Xyloglucan endotransglucosylase/hydrolases (XTHs) are inactivated by binding to glass and cellulosic surfaces, and released in active form by a heat-stable polymer from cauliflower florets

Abstract

Xyloglucan endotransglucosylase (XET) activity, which cuts and re-joins hemicellulose chains in the plant cell wall, contributing to wall assembly and growth regulation, is the major activity of XTH proteins. During purification, XTHs often lose XET activity which, however, is restored by treatment with certain cold-water-extractable, heat-stable polymers (CHPs), e.g. from cauliflower florets. It was not known whether the XTH-activating factor (XAF) present in CHPs works by promoting (e.g. allosterically) XET activity or by re-solubilising sequestered XTH proteins. We now show that XTHs in dilute solution bind to diverse surfaces (e.g. glass and cellulose), and that CHPs can re-solubilise the bound enzyme, re-activating it. Cell walls prepared from cauliflower florets, mung bean shoots and Arabidopsis cell-suspension cultures each contained endogenous, tightly bound, inactive XTHs, which were likewise rapidly solubilised (within 0.5 h) and thus activated by cauliflower XAF. We present a convenient quantitative assay for XAF acting on the native sequestered XTHs of Arabidopsis cell walls; using this assay, we show that CHPs from all plants tested possess XAF activity.
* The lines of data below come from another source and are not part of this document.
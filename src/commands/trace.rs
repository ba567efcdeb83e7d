//! Trace subcommand handler

use std::sync::mpsc;
use std::sync::{Arc, Mutex};
use std::time::Duration;

use anyhow::Result;
use tracing::{debug, warn};

use lsviz::config::MIN_INTERVAL_MS;
use lsviz::player::render::{format_trace_frame, format_trace_header, format_trace_summary};
use lsviz::player::{lock_controller, spawn_autoplay, AutoplayStatus, PlaybackController};
use lsviz::search::{describe, Frame};
use lsviz::theme::current_theme;
use lsviz::{generate, Config, SearchRequest};

/// Options for `lsviz trace`.
pub struct TraceOptions<'a> {
    pub array: &'a str,
    pub target: &'a str,
    pub json: bool,
    pub animate: bool,
    pub interval_ms: Option<u64>,
    pub no_color: bool,
}

/// Print the full trace, or play it out one interval at a time.
///
/// Invalid input is returned as an error carrying the validation message.
#[cfg(not(tarpaulin_include))]
pub fn handle(config: &Config, opts: &TraceOptions<'_>) -> Result<()> {
    let request = SearchRequest::parse(opts.array, opts.target)?;
    let sequence = generate(&request);

    if opts.json {
        println!("{}", serde_json::to_string_pretty(&sequence)?);
        return Ok(());
    }

    let theme = current_theme();
    let color = !opts.no_color
        && std::env::var_os("NO_COLOR").is_none()
        && atty::is(atty::Stream::Stdout);
    let len = sequence.len();

    println!("{}", paint(color, &format_trace_header(&sequence), |t| theme.accent_text(t)));

    if !opts.animate {
        for position in 0..len {
            println!();
            println!("{}", format_trace_frame(&describe(&sequence, position), len, &theme, color));
        }
        println!();
        println!("{}", format_trace_summary(&sequence));
        return Ok(());
    }

    let interval = match opts.interval_ms {
        Some(ms) => Duration::from_millis(ms.max(MIN_INTERVAL_MS)),
        None => config.playback.interval(),
    };
    let summary = format_trace_summary(&sequence);

    let mut controller = PlaybackController::new();
    controller.load(sequence);
    let controller = Arc::new(Mutex::new(controller));

    let for_handler = Arc::clone(&controller);
    if let Err(e) = ctrlc::set_handler(move || {
        lock_controller(&for_handler).cancel_autoplay();
    }) {
        warn!(error = %e, "could not install Ctrl-C handler");
    }

    let (tx, rx) = mpsc::channel::<Frame>();
    debug!(interval_ms = interval.as_millis() as u64, "animating trace");
    let worker = spawn_autoplay(Arc::clone(&controller), interval, tx);

    // The channel closes when the worker finishes or is cancelled
    for frame in rx {
        println!();
        println!("{}", format_trace_frame(&frame, len, &theme, color));
    }

    let status = worker
        .join()
        .map_err(|_| anyhow::anyhow!("Autoplay worker panicked"))?;

    println!();
    match status {
        AutoplayStatus::Cancelled => {
            let position = lock_controller(&controller).current_index();
            eprintln!("Stopped at step {}/{}.", position + 1, len);
        }
        _ => println!("{}", summary),
    }
    Ok(())
}

fn paint(color: bool, text: &str, style: impl Fn(&str) -> String) -> String {
    if color {
        style(text)
    } else {
        text.to_string()
    }
}
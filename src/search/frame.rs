//! Renderer-facing description of a trace position.
//!
//! A [`Frame`] is the `(visual descriptor, explanation, index)` tuple handed
//! to whatever draws the trace. It carries highlight flags only; turning
//! them into terminal styles is the renderer's job.

use serde::Serialize;

use super::step::StepSequence;

/// How a single array cell should be highlighted.
#[derive(Debug, Clone, Copy, PartialEq, Eq, Serialize)]
#[serde(rename_all = "snake_case")]
pub enum Highlight {
    /// Not under examination
    Plain,
    /// Being compared at this step
    Current,
    /// Compared at this step and equal to the target
    Match,
}

/// One array cell with its highlight.
#[derive(Debug, Clone, Copy, PartialEq, Eq, Serialize)]
pub struct Cell {
    pub value: i64,
    pub highlight: Highlight,
}

/// Per-position highlight flags for the whole array.
#[derive(Debug, Clone, Default, PartialEq, Eq, Serialize)]
pub struct VisualDescriptor {
    pub cells: Vec<Cell>,
}

impl VisualDescriptor {
    /// Position of the highlighted cell, if any.
    pub fn focus(&self) -> Option<usize> {
        self.cells
            .iter()
            .position(|c| c.highlight != Highlight::Plain)
    }
}

/// Everything a renderer needs to draw one step.
#[derive(Debug, Clone, PartialEq, Eq, Serialize)]
pub struct Frame {
    pub visual: VisualDescriptor,
    pub explanation: String,
    /// Position within the step sequence
    pub index: usize,
}

impl Frame {
    /// Explanation shown before any trace is loaded.
    pub const PLACEHOLDER_TEXT: &'static str = "No data yet";

    /// Frame shown when no sequence is loaded.
    pub fn placeholder() -> Self {
        Self {
            visual: VisualDescriptor::default(),
            explanation: Self::PLACEHOLDER_TEXT.to_string(),
            index: 0,
        }
    }
}

/// Describe the step at `position`, clamping out-of-range positions to the
/// last step.
pub fn describe(sequence: &StepSequence, position: usize) -> Frame {
    let position = position.min(sequence.last_position());
    let array = sequence.request().array();
    let target = sequence.request().target();

    let Some(step) = sequence.get(position) else {
        return Frame::placeholder();
    };

    let cells = array
        .iter()
        .enumerate()
        .map(|(i, &value)| {
            let highlight = if i != step.index || step.is_not_found() {
                Highlight::Plain
            } else if step.is_match {
                Highlight::Match
            } else {
                Highlight::Current
            };
            Cell { value, highlight }
        })
        .collect();

    let explanation = match step.compared_value {
        None => "✘ Target not found.".to_string(),
        Some(value) => {
            let mut text = format!(
                "Step {}: Compare target ({}) with arr[{}] = {}",
                step.index + 1,
                target,
                step.index,
                value
            );
            if step.is_match {
                text.push_str("\n\n✔ Target found!");
            }
            text
        }
    };

    Frame {
        visual: VisualDescriptor { cells },
        explanation,
        index: position,
    }
}
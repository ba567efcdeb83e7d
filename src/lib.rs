//! lsviz - Linear Search Visualizer
//!
//! Generates a deterministic trace of a linear search and plays it back
//! step by step, manually or with cancellable autoplay.
//!
//! - [`search`]: input validation, trace generation, frame description
//! - [`player`]: playback controller, autoplay, interactive terminal player
//! - [`config`]: user configuration
//! - [`theme`]: colors for the player and CLI output

pub mod cli;
pub mod config;
pub mod logging;
pub mod player;
pub mod search;
pub mod theme;

pub use config::Config;
pub use player::{AutoplayScheduler, AutoplayStatus, PlaybackController};
pub use search::{generate, Frame, SearchRequest, Step, StepSequence, ValidationError};

/// Version string: `0.1.0 (abc1234 2026-10-19)` for dev builds, plain
/// package version with the `release` feature.
pub fn version_string() -> String {
    let version = env!("CARGO_PKG_VERSION");
    match option_env!("VERGEN_GIT_SHA") {
        Some(sha) if !cfg!(feature = "release") => {
            let short = sha.get(..7).unwrap_or(sha);
            let date = option_env!("LSVIZ_BUILD_DATE").unwrap_or("unknown");
            format!("{} ({} {})", version, short, date)
        }
        _ => version.to_string(),
    }
}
The XAF activity of diverse CHPs does not correlate with their conductivity, showing that this activity is not a simple ionic effect. The XAF action of cauliflower CHPs was augmented by NaCl, although NaCl alone was much less effective than a CHP solution of similar conductivity, confirming that the cauliflower polymers did not simply exert a salt effect. We suggest that XAF is an endogenous regulator of XET action, modulating cell-wall loosening and/or assembly in vivo.